Stored items from a collection:

· · · · ·

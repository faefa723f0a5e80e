use std::path::PathBuf;

/// Caller contract violations rejected by the game engine.
#[derive(Debug, Clone, PartialEq, Eq, thiserror::Error)]
pub enum EngineError {
    #[error("column {column} is out of range (expected 0..{max})", max = crate::game::COLS)]
    InvalidColumn { column: usize },

    #[error(
        "cell ({row}, {col}) is out of range (expected rows 0..{rows}, columns 0..{cols})",
        rows = crate::game::ROWS,
        cols = crate::game::COLS
    )]
    InvalidCell { row: usize, col: usize },
}

/// Errors that can occur when loading configuration.
#[derive(Debug, thiserror::Error)]
pub enum ConfigError {
    #[error("failed to read config file {path}: {source}")]
    FileRead {
        path: PathBuf,
        source: std::io::Error,
    },

    #[error("failed to parse TOML: {0}")]
    TomlParse(#[from] toml::de::Error),

    #[error("config validation error: {0}")]
    Validation(String),
}
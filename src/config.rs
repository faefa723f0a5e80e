use std::path::Path;

use log::warn;

use crate::error::ConfigError;
use crate::game::{Player, COLS};

/// Terminal front end settings.
#[derive(Debug, Clone, serde::Serialize, serde::Deserialize)]
#[serde(default)]
pub struct UiConfig {
    /// How long to wait for input before redrawing.
    pub tick_rate_ms: u64,
    /// Column selected when a game starts.
    pub start_column: usize,
    pub show_column_numbers: bool,
}

impl Default for UiConfig {
    fn default() -> Self {
        UiConfig {
            tick_rate_ms: 100,
            start_column: 3, // Start in middle
            show_column_numbers: true,
        }
    }
}

/// Display names for the two sides.
#[derive(Debug, Clone, serde::Serialize, serde::Deserialize)]
#[serde(default)]
pub struct PlayersConfig {
    pub red_name: String,
    pub yellow_name: String,
}

impl PlayersConfig {
    /// Configured display name for `player`.
    pub fn name_for(&self, player: Player) -> &str {
        match player {
            Player::Red => self.red_name.as_str(),
            Player::Yellow => self.yellow_name.as_str(),
        }
    }
}

impl Default for PlayersConfig {
    fn default() -> Self {
        PlayersConfig {
            red_name: "Red".to_string(),
            yellow_name: "Yellow".to_string(),
        }
    }
}

/// Top-level application configuration, loadable from TOML.
#[derive(Debug, Clone, Default, serde::Serialize, serde::Deserialize)]
#[serde(default)]
pub struct AppConfig {
    pub ui: UiConfig,
    pub players: PlayersConfig,
}

impl AppConfig {
    /// Load configuration from a TOML file.
    pub fn load(path: &Path) -> Result<Self, ConfigError> {
        let content = std::fs::read_to_string(path).map_err(|e| ConfigError::FileRead {
            path: path.to_path_buf(),
            source: e,
        })?;
        let config: AppConfig = toml::from_str(&content)?;
        config.validate()?;
        Ok(config)
    }

    /// Load configuration from a TOML file, falling back to defaults if the file
    /// does not exist.
    pub fn load_or_default(path: &Path) -> Result<Self, ConfigError> {
        if path.exists() {
            Self::load(path)
        } else {
            warn!("config file '{}' not found, using defaults", path.display());
            Ok(Self::default())
        }
    }

    /// Validate configuration values.
    pub fn validate(&self) -> Result<(), ConfigError> {
        if self.ui.tick_rate_ms == 0 {
            return Err(ConfigError::Validation(
                "ui.tick_rate_ms must be > 0".into(),
            ));
        }
        if self.ui.start_column >= COLS {
            return Err(ConfigError::Validation(format!(
                "ui.start_column must be < {}",
                COLS
            )));
        }
        if self.players.red_name.trim().is_empty() {
            return Err(ConfigError::Validation(
                "players.red_name must not be empty".into(),
            ));
        }
        if self.players.yellow_name.trim().is_empty() {
            return Err(ConfigError::Validation(
                "players.yellow_name must not be empty".into(),
            ));
        }

        Ok(())
    }

    /// Generate a TOML string with all default values (useful for creating
    /// example config files).
    pub fn default_toml() -> String {
        toml::to_string_pretty(&AppConfig::default()).expect("default config serializes")
    }
}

· · · · ·

* [WHAT IS NEEDED]: Write out all the data again, exactly as it appears.

* [RESPONSE FOR THIS EXERCISE]:
repository faefa723f0a5e80e
use std::path::PathBuf;

/// Caller contract violations rejected by the game engine.
#[derive(Debug, Clone, PartialEq, Eq, thiserror::Error)]
pub enum EngineError {
    #[error("column {column} is out of range (expected 0..{max})", max = crate::game::COLS)]
    InvalidColumn { column: usize },

    #[error(
        "cell ({row}, {col}) is out of range (expected rows 0..{rows}, columns 0..{cols})",
        rows = crate::game::ROWS,
        cols = crate::game::COLS
    )]
    InvalidCell { row: usize, col: usize },
}

/// Errors that can occur when loading configuration.
#[derive(Debug, thiserror::Error)]
pub enum ConfigError {
    #[error("failed to read config file {path}: {source}")]
    FileRead {
        path: PathBuf,
        source: std::io::Error,
    },

    #[error("failed to parse TOML: {0}")]
    TomlParse(#[from] toml::de::Error),

    #[error("config validation error: {0}")]
    Validation(String),
}
filename src/config.rs
repository faefa723f0a5e80e
use std::path::Path;

use log::warn;

use crate::error::ConfigError;
use crate::game::{Player, COLS};

/// Terminal front end settings.
#[derive(Debug, Clone, serde::Serialize, serde::Deserialize)]
#[serde(default)]
pub struct UiConfig {
    /// How long to wait for input before redrawing.
    pub tick_rate_ms: u64,
    /// Column selected when a game starts.
    pub start_column: usize,
    pub show_column_numbers: bool,
}

impl Default for UiConfig {
    fn default() -> Self {
        UiConfig {
            tick_rate_ms: 100,
            start_column: 3, // Start in middle
            show_column_numbers: true,
        }
    }
}

/// Display names for the two sides.
#[derive(Debug, Clone, serde::Serialize, serde::Deserialize)]
#[serde(default)]
pub struct PlayersConfig {
    pub red_name: String,
    pub yellow_name: String,
}

impl PlayersConfig {
    /// Configured display name for `player`.
    pub fn name_for(&self, player: Player) -> &str {
        match player {
            Player::Red => self.red_name.as_str(),
            Player::Yellow => self.yellow_name.as_str(),
        }
    }
}

impl Default for PlayersConfig {
    fn default() -> Self {
        PlayersConfig {
            red_name: "Red".to_string(),
            yellow_name: "Yellow".to_string(),
        }
    }
}

/// Top-level application configuration, loadable from TOML.
#[derive(Debug, Clone, Default, serde::Serialize, serde::Deserialize)]
#[serde(default)]
pub struct AppConfig {
    pub ui: UiConfig,
    pub players: PlayersConfig,
}

impl AppConfig {
    /// Load configuration from a TOML file.
    pub fn load(path: &Path) -> Result<Self, ConfigError> {
        let content = std::fs::read_to_string(path).map_err(|e| ConfigError::FileRead {
            path: path.to_path_buf(),
            source: e,
        })?;
        let config: AppConfig = toml::from_str(&content)?;
        config.validate()?;
        Ok(config)
    }

    /// Load configuration from a TOML file, falling back to defaults if the file
    /// does not exist.
    pub fn load_or_default(path: &Path) -> Result<Self, ConfigError> {
        if path.exists() {
            Self::load(path)
        } else {
            warn!("config file '{}' not found, using defaults", path.display());
            Ok(Self::default())
        }
    }

    /// Validate configuration values.
    pub fn validate(&self) -> Result<(), ConfigError> {
        if self.ui.tick_rate_ms == 0 {
            return Err(ConfigError::Validation(
                "ui.tick_rate_ms must be > 0".into(),
            ));
        }
        if self.ui.start_column >= COLS {
            return Err(ConfigError::Validation(format!(
                "ui.start_column must be < {}",
                COLS
            )));
        }
        if self.players.red_name.trim().is_empty() {
            return Err(ConfigError::Validation(
                "players.red_name must not be empty".into(),
            ));
        }
        if self.players.yellow_name.trim().is_empty() {
            return Err(ConfigError::Validation(
                "players.yellow_name must not be empty".into(),
            ));
        }

        Ok(())
    }

    /// Generate a TOML string with all default values (useful for creating
    /// example config files).
    pub fn default_toml() -> String {
        toml::to_string_pretty(&AppConfig::default()).expect("default config serializes")
    }
}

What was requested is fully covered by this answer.